— Records for this task —

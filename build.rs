fn main() {
    // Re-run if git HEAD changes (new commits, checkouts, etc.)
    println!("cargo:rerun-if-changed=.git/HEAD");
    println!("cargo:rerun-if-changed=.git/refs/");

    let hash = std::process::Command::new("git")
        .args(["rev-parse", "--short", "HEAD"])
        .output()
        .ok()
        .filter(|o| o.status.success())
        .map(|o| String::from_utf8_lossy(&o.stdout).trim().to_string())
        .unwrap_or_default();

    let on_tag = std::process::Command::new("git")
        .args(["describe", "--exact-match", "--tags", "HEAD"])
        .output()
        .ok()
        .is_some_and(|o| o.status.success());

    println!("cargo:rustc-env=GIT_HASH={hash}");
    println!("cargo:rustc-env=ON_RELEASE_TAG={on_tag}");
}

— Problem details —
Every line of the entries above that includes "success" should be copied.

— Result of the task —
        .filter(|o| o.status.success())
        .is_some_and(|o| o.status.success());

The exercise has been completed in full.